Très jeune, Hamza se démarque déjà de ses frères par son tempérament créatif et une queerness affirmée qui nourrira plus tard ses fantasmes parisiens et son goût pour la provocation. Avant le 7 octobre, il n’avait d’ailleurs jamais trop su de quelle façon s’introduire aux autres : quelle part de son identité était acceptable aux yeux du monde ? Celle de fils de résistant palestinien ou de l’Arabe queer un tantinet bourgeois qui arpente les bars du centre-ville d’Amman ? Ou encore, l’artiste en exil fantasmé par une scène parisienne qui peine encore à déconstruire son white-saviorism ? Depuis trois mois, les choses lui semblent plus claires : « Aujourd’hui, je me sens obligé de rappeler que je suis Palestinien, queer, et que j’existe. »
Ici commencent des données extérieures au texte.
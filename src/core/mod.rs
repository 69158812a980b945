mod errors;
mod session;
mod traits;
mod types;

pub use errors::{Result, UploadError};
pub use session::{UploadSession, total_chunks};
pub use traits::{ChunkSource, ChunkTransport, ProgressCallback};
pub use types::{
    ChunkAck,
    ChunkInfo,
    ChunkProgress,
    ChunkRecord,
    ChunkedConfig,
    CompletedUpload,
    DEFAULT_CHUNK_SIZE,
    UploadEvent,
    UploadId,
    UploadResponse,
};
use chrono::{DateTime, Utc};
use serde::{Deserialize, Deserializer, Serialize};
use uuid::Uuid;

/// 默认分片大小 5MB
pub const DEFAULT_CHUNK_SIZE: usize = 5 * 1024 * 1024;

/// 上传会话唯一标识
#[derive(Debug, Clone, Copy, PartialEq, Eq, Hash, Deserialize, Serialize)]
pub struct UploadId(pub Uuid);

impl UploadId {
    pub fn new() -> Self {
        Self(Uuid::new_v4())
    }
}

impl Default for UploadId {
    fn default() -> Self {
        Self::new()
    }
}

impl std::fmt::Display for UploadId {
    fn fmt(&self, f: &mut std::fmt::Formatter<'_>) -> std::fmt::Result {
        write!(f, "{}", self.0)
    }
}

/// 分片上传配置
#[derive(Debug, Clone, Deserialize, Serialize)]
pub struct ChunkedConfig {
    pub chunk_size: usize,
}

impl Default for ChunkedConfig {
    fn default() -> Self {
        Self {
            chunk_size: DEFAULT_CHUNK_SIZE,
        }
    }
}

/// 分片信息
#[derive(Debug, Clone, Copy, PartialEq, Eq)]
pub struct ChunkInfo {
    pub index: usize,
    pub offset: u64,
    pub size: usize,
}

impl ChunkInfo {
    /// 从 1 开始的分片序号
    pub fn ordinal(&self) -> usize {
        self.index + 1
    }

    /// 字节范围的结束位置（不含）
    pub fn end(&self) -> u64 {
        self.offset + self.size as u64
    }
}

/// 提交给接收端的分片请求体
#[derive(Debug, Clone, PartialEq, Eq, Serialize, Deserialize)]
#[serde(rename_all = "camelCase")]
pub struct ChunkRecord {
    pub id: UploadId,
    pub chunk_index: usize,
    pub current_chunk: usize,
    pub total_chunks: usize,
    pub filetype: String,
    /// base64 编码后的分片数据
    pub data: String,
}

/// 接收端确认收到分片，但尚未完成
///
/// 只有 `complete` 决定流程，确认字段缺失时取 0
#[derive(Debug, Clone, Copy, Default, PartialEq, Eq, Serialize, Deserialize)]
pub struct ChunkAck {
    #[serde(default)]
    pub received: usize,
    #[serde(default)]
    pub total: usize,
}

/// 所有分片到齐后接收端返回的最终对象
#[derive(Debug, Clone, PartialEq, Eq, Serialize, Deserialize)]
pub struct CompletedUpload {
    pub id: String,
    pub filename: String,
    pub size: u64,
    pub filetype: String,
    pub url: String,
}

/// 接收端对单个分片的应答，按 `complete` 区分
#[derive(Debug, Clone, PartialEq, Eq)]
pub enum UploadResponse {
    Pending(ChunkAck),
    Complete(CompletedUpload),
}

impl UploadResponse {
    pub fn is_complete(&self) -> bool {
        matches!(self, UploadResponse::Complete(_))
    }
}

impl<'de> Deserialize<'de> for UploadResponse {
    fn deserialize<D>(deserializer: D) -> Result<Self, D::Error>
    where
        D: Deserializer<'de>,
    {
        #[derive(Deserialize)]
        struct Envelope {
            #[serde(default)]
            complete: bool,
            #[serde(flatten)]
            body: serde_json::Map<String, serde_json::Value>,
        }

        let envelope = Envelope::deserialize(deserializer)?;
        let body = serde_json::Value::Object(envelope.body);
        if envelope.complete {
            serde_json::from_value(body)
                .map(UploadResponse::Complete)
                .map_err(<D::Error as serde::de::Error>::custom)
        } else {
            serde_json::from_value(body)
                .map(UploadResponse::Pending)
                .map_err(<D::Error as serde::de::Error>::custom)
        }
    }
}

/// 单个分片往返结束后的进度
#[derive(Debug, Clone, Copy, PartialEq)]
pub struct ChunkProgress {
    /// 完成百分比
    pub percentage: f64,
    pub current_chunk: usize,
    pub total_chunks: usize,
    /// 已发送字节数
    pub bytes_sent: u64,
    /// 总字节数
    pub total_bytes: u64,
}

/// 上传事件
#[derive(Debug, Clone)]
pub enum UploadEvent {
    /// 会话已创建
    Started {
        upload_id: UploadId,
        filename: String,
        total_bytes: u64,
        total_chunks: usize,
        started_at: DateTime<Utc>,
    },
    /// 接收端确认了一个分片
    ChunkAccepted {
        upload_id: UploadId,
        chunk_index: usize,
        ack: ChunkAck,
    },
    /// 进度更新
    Progress {
        upload_id: UploadId,
        progress: ChunkProgress,
    },
    /// 接收端报告完成
    Completed {
        upload_id: UploadId,
        upload: CompletedUpload,
    },
    /// 上传失败
    Failed {
        upload_id: UploadId,
        error: String,
    },
    /// 所有分片已发送
    Finished {
        upload_id: UploadId,
        completed: bool,
    },
}

impl UploadEvent {
    pub fn upload_id(&self) -> UploadId {
        match self {
            UploadEvent::Started { upload_id, .. }
            | UploadEvent::ChunkAccepted { upload_id, .. }
            | UploadEvent::Progress { upload_id, .. }
            | UploadEvent::Completed { upload_id, .. }
            | UploadEvent::Failed { upload_id, .. }
            | UploadEvent::Finished { upload_id, .. } => *upload_id,
        }
    }
}

// 静态断言确保类型是 Send的
const _: () = {
    fn assert_send<T: Send>() {}
    fn assert_types() {
        assert_send::<UploadEvent>();
        assert_send::<ChunkRecord>();
        assert_send::<UploadResponse>();
    }
};
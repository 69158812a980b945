mod http;

pub use http::{HttpTransport, upload_endpoint};
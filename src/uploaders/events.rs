use std::pin::Pin;
use std::task::{Context, Poll};
use futures::Stream;
use tokio::sync::mpsc;
use crate::core::UploadEvent;

/// 上传事件流，上传任务结束后自动关闭
#[derive(Debug)]
pub struct EventStream {
    receiver: mpsc::UnboundedReceiver<UploadEvent>,
}

impl EventStream {
    pub fn new(receiver: mpsc::UnboundedReceiver<UploadEvent>) -> Self {
        Self { receiver }
    }

    pub fn channel() -> (mpsc::UnboundedSender<UploadEvent>, Self) {
        let (tx, rx) = mpsc::unbounded_channel();
        (tx, Self::new(rx))
    }

    pub async fn recv(&mut self) -> Option<UploadEvent> {
        self.receiver.recv().await
    }
}

impl Stream for EventStream {
    type Item = UploadEvent;

    fn poll_next(mut self: Pin<&mut Self>, cx: &mut Context<'_>) -> Poll<Option<Self::Item>> {
        self.receiver.poll_recv(cx)
    }
}
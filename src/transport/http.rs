use std::collections::HashMap;
use std::str::FromStr;
use std::time::Duration;
use async_trait::async_trait;
use reqwest::Client;
use reqwest::header::{HeaderMap, HeaderName, HeaderValue};
use tracing::{debug, warn};
use url::Url;
use crate::config::Config;
use crate::core::{ChunkRecord, ChunkTransport, Result, UploadError, UploadResponse};

/// 拼接 `{server_url}upload`，缺少结尾的 `/` 时自动补上
pub fn upload_endpoint(server_url: &str) -> Result<Url> {
    let mut base = Url::parse(server_url)?;
    if !base.path().ends_with('/') {
        let path = format!("{}/", base.path());
        base.set_path(&path);
    }

    Ok(base.join("upload")?)
}

/// 基于 HTTP JSON 的分片接收端客户端
#[derive(Debug, Clone)]
pub struct HttpTransport {
    client: Client,
    endpoint: Url,
    headers: HeaderMap,
}

impl HttpTransport {
    pub fn new(server_url: &str) -> Result<Self> {
        Self::with_options(server_url, &HashMap::new(), None)
    }

    pub fn with_options(
        server_url: &str,
        headers: &HashMap<String, String>,
        timeout: Option<Duration>,
    ) -> Result<Self> {
        let endpoint = upload_endpoint(server_url)?;

        let mut header_map = HeaderMap::new();
        for (k, v) in headers {
            header_map.insert(
                HeaderName::from_str(k)?,
                HeaderValue::from_str(v)?
            );
        }

        // 未配置时沿用 reqwest 默认超时
        let mut builder = Client::builder();
        if let Some(timeout) = timeout {
            builder = builder.timeout(timeout);
        }

        Ok(Self {
            client: builder.build()?,
            endpoint,
            headers: header_map,
        })
    }

    pub fn from_config(config: &Config) -> Result<Self> {
        Self::with_options(
            &config.server_url,
            &config.headers,
            config.timeout_secs.map(Duration::from_secs),
        )
    }

    pub fn endpoint(&self) -> &Url {
        &self.endpoint
    }
}

#[async_trait]
impl ChunkTransport for HttpTransport {
    async fn send_chunk(&self, chunk: &ChunkRecord) -> Result<UploadResponse> {
        let response = self.client
            .post(self.endpoint.clone())
            .headers(self.headers.clone())
            .json(chunk)
            .send()
            .await?;

        let status = response.status();
        if !status.is_success() {
            let body = response.text().await.unwrap_or_default();
            let message = if body.trim().is_empty() {
                status.canonical_reason().unwrap_or("Failed to upload chunk").to_string()
            } else {
                body
            };

            warn!(
                upload_id = %chunk.id,
                chunk_index = chunk.chunk_index,
                status = status.as_u16(),
                "receiver rejected chunk"
            );
            return Err(UploadError::server_error(status.as_u16(), message));
        }

        let body = response.bytes().await?;
        let parsed = serde_json::from_slice::<UploadResponse>(&body)
            .map_err(|err| UploadError::invalid_response(err.to_string()))?;

        debug!(
            upload_id = %chunk.id,
            chunk_index = chunk.chunk_index,
            complete = parsed.is_complete(),
            "receiver answered"
        );

        Ok(parsed)
    }
}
Face à l’instrumentalisation des luttes LGBTQI+ par Israël pour justifier son génocide – des soldats brandissaient en novembre dernier le Rainbow flag sur les ruines de Gaza – la communauté queer palestinienne s’est engagée plus franchement pour affirmer son soutien à la résistance. En novembre, le collectif Queers in Palestine publiait une tribune dans laquelle il affirmait : « Nous refusons les tactiques coloniales et impérialistes qui visent à nous aliéner de notre société sur la base de nos vécus queers. (…) Il n’y a aucune libération queer qui puisse être acquise par la colonisation, et aucune solidarité queer ne peut être favorisée si elle reste aveugle face aux structures racialisées, capitalistes, fascistes et impériales qui nous dominent. »
J’ai discuté avec Hamza, qui nous ouvre les portes de son intimité pour poser ses propres mots sur une identité que le monde ne cesse de vouloir définir à sa place. Moins contradictoire qu’il n’y paraît, il raconte avec humour et émotion une histoire dont le fil rouge n’est autre que celui d’une profonde quête de liberté, et dont la véracité contredit tous les préjugés racistes qui collent encore à la Palestine.
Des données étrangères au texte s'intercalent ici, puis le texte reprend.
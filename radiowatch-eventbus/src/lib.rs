// Copyright 2024-Present Datadog, Inc. https://www.datadoghq.com/
// SPDX-License-Identifier: Apache-2.0

//! In-process event bus.
//!
//! Components publish typed events onto named channels; one dispatcher
//! thread drains the FIFO queue and invokes every listener on the event's
//! channel plus every listener on the wildcard channel `*`.  Publishing
//! never blocks the publisher, delivery is in publish order per publisher,
//! and a panicking listener is logged and skipped, never fatal.
//!
//! Two locks on purpose: the queue mutex only covers enqueue/dequeue so
//! publishers stay fast, while the handler mutex serializes dispatch against
//! listener registration and removal.

#![cfg_attr(not(test), deny(clippy::panic))]
#![cfg_attr(not(test), deny(clippy::unwrap_used))]
#![cfg_attr(not(test), deny(clippy::expect_used))]

use std::any::Any;
use std::collections::{HashMap, VecDeque};
use std::panic::{catch_unwind, AssertUnwindSafe};
use std::sync::{Arc, Condvar, Mutex};
use std::thread::JoinHandle;

use rwcommon::MutexExt;
use tracing::{error, trace};

/// Channel that receives every event regardless of its own channel.
pub const WILDCARD_CHANNEL: &str = "*";

/// Well-known channels published by the core components.
pub mod channels {
    pub const DATASOURCE_OPENED: &str = "DATASOURCE_OPENED";
    pub const DATASOURCE_CLOSED: &str = "DATASOURCE_CLOSED";
    pub const DATASOURCE_ERROR: &str = "DATASOURCE_ERROR";
    pub const DATASOURCE_PAUSED: &str = "DATASOURCE_PAUSED";
    pub const DATASOURCE_RESUMED: &str = "DATASOURCE_RESUMED";
    pub const NEW_PHY: &str = "NEW_PHY";
    pub const NEW_DEVICE: &str = "NEW_DEVICE";
    pub const NEW_ALERT: &str = "NEW_ALERT";
    pub const MESSAGE: &str = "MESSAGE";
    pub const TIMESTAMP: &str = "TIMESTAMP";
    pub const BATTERY: &str = "BATTERY";
    pub const SYSTEM_STATS: &str = "STATS";
    pub const PACKET_STATS: &str = "PACKET_STATS";
    pub const DB_LOG_OPEN: &str = "DB_LOG_OPEN";
}

/// Human-readable message published on the MESSAGE channel; mirrored into
/// the run log when one is open.
#[derive(Debug, Clone)]
pub struct MessageEvent {
    pub ts_sec: u64,
    pub msg_type: String,
    pub text: String,
}

/// One published event: a channel name plus a shared, type-erased payload.
/// Listeners downcast to the publisher's concrete payload type.
#[derive(Clone)]
pub struct Event {
    channel: String,
    payload: Arc<dyn Any + Send + Sync>,
}

impl Event {
    pub fn new<P: Any + Send + Sync>(channel: impl Into<String>, payload: P) -> Self {
        Event {
            channel: channel.into(),
            payload: Arc::new(payload),
        }
    }

    pub fn channel(&self) -> &str {
        &self.channel
    }

    pub fn payload<P: Any + Send + Sync>(&self) -> Option<&P> {
        self.payload.downcast_ref()
    }
}

pub type ListenerId = u64;

type ListenerFn = Arc<dyn Fn(&Event) + Send + Sync>;

struct Listener {
    id: ListenerId,
    channels: Vec<String>,
    callback: ListenerFn,
}

#[derive(Default)]
struct HandlerTable {
    next_id: ListenerId,
    by_channel: HashMap<String, Vec<Arc<Listener>>>,
    by_id: HashMap<ListenerId, Arc<Listener>>,
}

enum QueueItem {
    Event(Event),
    Flush(Arc<(Mutex<bool>, Condvar)>),
}

struct EventQueue {
    items: VecDeque<QueueItem>,
    shutdown: bool,
}

/// The bus.  Create once, share by `Arc`.
pub struct EventBus {
    queue: Arc<Mutex<EventQueue>>,
    queue_cv: Arc<Condvar>,
    handlers: Arc<Mutex<HandlerTable>>,
    dispatcher: Mutex<Option<JoinHandle<()>>>,
}

impl EventBus {
    pub fn new() -> Arc<Self> {
        let queue = Arc::new(Mutex::new(EventQueue {
            items: VecDeque::new(),
            shutdown: false,
        }));
        let queue_cv = Arc::new(Condvar::new());
        let handlers = Arc::new(Mutex::new(HandlerTable {
            next_id: 1,
            ..Default::default()
        }));

        let bus = Arc::new(EventBus {
            queue: queue.clone(),
            queue_cv: queue_cv.clone(),
            handlers: handlers.clone(),
            dispatcher: Mutex::new(None),
        });

        let thread = std::thread::Builder::new()
            .name("rw-eventbus".to_string())
            .spawn(move || Self::dispatch_loop(queue, queue_cv, handlers));

        match thread {
            Ok(h) => *bus.dispatcher.lock_or_panic() = Some(h),
            Err(e) => error!("failed to spawn eventbus dispatcher: {e}"),
        }

        bus
    }

    fn dispatch_loop(
        queue: Arc<Mutex<EventQueue>>,
        queue_cv: Arc<Condvar>,
        handlers: Arc<Mutex<HandlerTable>>,
    ) {
        loop {
            let item = {
                let mut q = queue.lock_or_panic();
                loop {
                    if let Some(item) = q.items.pop_front() {
                        break item;
                    }
                    if q.shutdown {
                        return;
                    }
                    q = match queue_cv.wait(q) {
                        Ok(g) => g,
                        Err(poisoned) => poisoned.into_inner(),
                    };
                }
            };

            match item {
                QueueItem::Flush(gate) => {
                    let (lock, cv) = &*gate;
                    *lock.lock_or_panic() = true;
                    cv.notify_all();
                }
                QueueItem::Event(event) => {
                    // Snapshot the listener lists under the handler mutex,
                    // invoke outside the queue lock.  A listener removed
                    // mid-dispatch may still see this event.
                    let targets: Vec<ListenerFn> = {
                        let table = handlers.lock_or_panic();
                        let mut targets = Vec::new();
                        if let Some(list) = table.by_channel.get(event.channel()) {
                            targets.extend(list.iter().map(|l| l.callback.clone()));
                        }
                        if let Some(list) = table.by_channel.get(WILDCARD_CHANNEL) {
                            targets.extend(list.iter().map(|l| l.callback.clone()));
                        }
                        targets
                    };

                    trace!(
                        channel = event.channel(),
                        listeners = targets.len(),
                        "dispatching event"
                    );

                    for cb in targets {
                        if catch_unwind(AssertUnwindSafe(|| cb(&event))).is_err() {
                            error!(
                                channel = event.channel(),
                                "event listener panicked; continuing"
                            );
                        }
                    }
                }
            }
        }
    }

    /// Enqueue an event.  Never blocks on listeners.
    pub fn publish(&self, event: Event) {
        let mut q = self.queue.lock_or_panic();
        if q.shutdown {
            return;
        }
        q.items.push_back(QueueItem::Event(event));
        drop(q);
        self.queue_cv.notify_one();
    }

    /// Block until everything queued before this call has dispatched.
    /// Test and shutdown aid; not for the hot path.
    pub fn flush(&self) {
        let gate = Arc::new((Mutex::new(false), Condvar::new()));
        {
            let mut q = self.queue.lock_or_panic();
            if q.shutdown {
                return;
            }
            q.items.push_back(QueueItem::Flush(gate.clone()));
        }
        self.queue_cv.notify_one();

        let (lock, cv) = &*gate;
        let mut done = lock.lock_or_panic();
        while !*done {
            done = match cv.wait(done) {
                Ok(g) => g,
                Err(poisoned) => poisoned.into_inner(),
            };
        }
    }

    pub fn register_listener<F>(&self, channels: &[&str], callback: F) -> ListenerId
    where
        F: Fn(&Event) + Send + Sync + 'static,
    {
        let mut table = self.handlers.lock_or_panic();
        let id = table.next_id;
        table.next_id += 1;

        let listener = Arc::new(Listener {
            id,
            channels: channels.iter().map(|s| s.to_string()).collect(),
            callback: Arc::new(callback),
        });

        for channel in &listener.channels {
            table
                .by_channel
                .entry(channel.clone())
                .or_default()
                .push(listener.clone());
        }
        table.by_id.insert(id, listener);

        id
    }

    /// Remove a listener from every channel it subscribed to.
    pub fn remove_listener(&self, id: ListenerId) {
        let mut table = self.handlers.lock_or_panic();
        let Some(listener) = table.by_id.remove(&id) else {
            return;
        };
        for channel in &listener.channels {
            if let Some(list) = table.by_channel.get_mut(channel) {
                list.retain(|l| l.id != id);
                if list.is_empty() {
                    table.by_channel.remove(channel);
                }
            }
        }
    }

    /// Stop the dispatcher.  Queued events that have not dispatched yet are
    /// dropped.
    pub fn shutdown(&self) {
        {
            let mut q = self.queue.lock_or_panic();
            q.shutdown = true;
        }
        self.queue_cv.notify_all();

        if let Some(handle) = self.dispatcher.lock_or_panic().take() {
            if handle.join().is_err() {
                error!("eventbus dispatcher panicked during shutdown");
            }
        }
    }
}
VICE : Tes parents viennent d’où en Palestine ? Hamza : Mes parents viennent tous les deux de Al Khalil, ou Hébron, en Cisjordanie. Dès les années 1960, mon père s’est engagé dans la résistance palestinienne. Il a été fait prisonnier par le gouvernement israélien avant d’être libéré à la condition qu’il parte vivre en exil. Il était interdit de territoire à travers toute la Palestine, et s’est donc installé à Amman où je suis né et j’ai grandi. À l’époque, j’avais que très peu de conscience de ses combats politiques, il voulait nous protéger de tout ça. On peut plus ou moins dire que j’ai été élevé dans une bulle.
Ma mère, c’est comique… Elle vient d’un milieu relativement bourgeois, avec un capital social, un nom de famille, une éducation et du succès. Sa famille était propriétaire d’un hammam, son père avait deux femmes et 17 enfants… C’était vraiment le bordel, mais ma tante aînée a quand même été l’une des premières femmes d’Al Khalil à faire ses études à la fac ! Ma mère a grandi dans ces contradictions : entre bourgeoisie et tradition, entre les nuits de Beyrouth, Damas et Jérusalem.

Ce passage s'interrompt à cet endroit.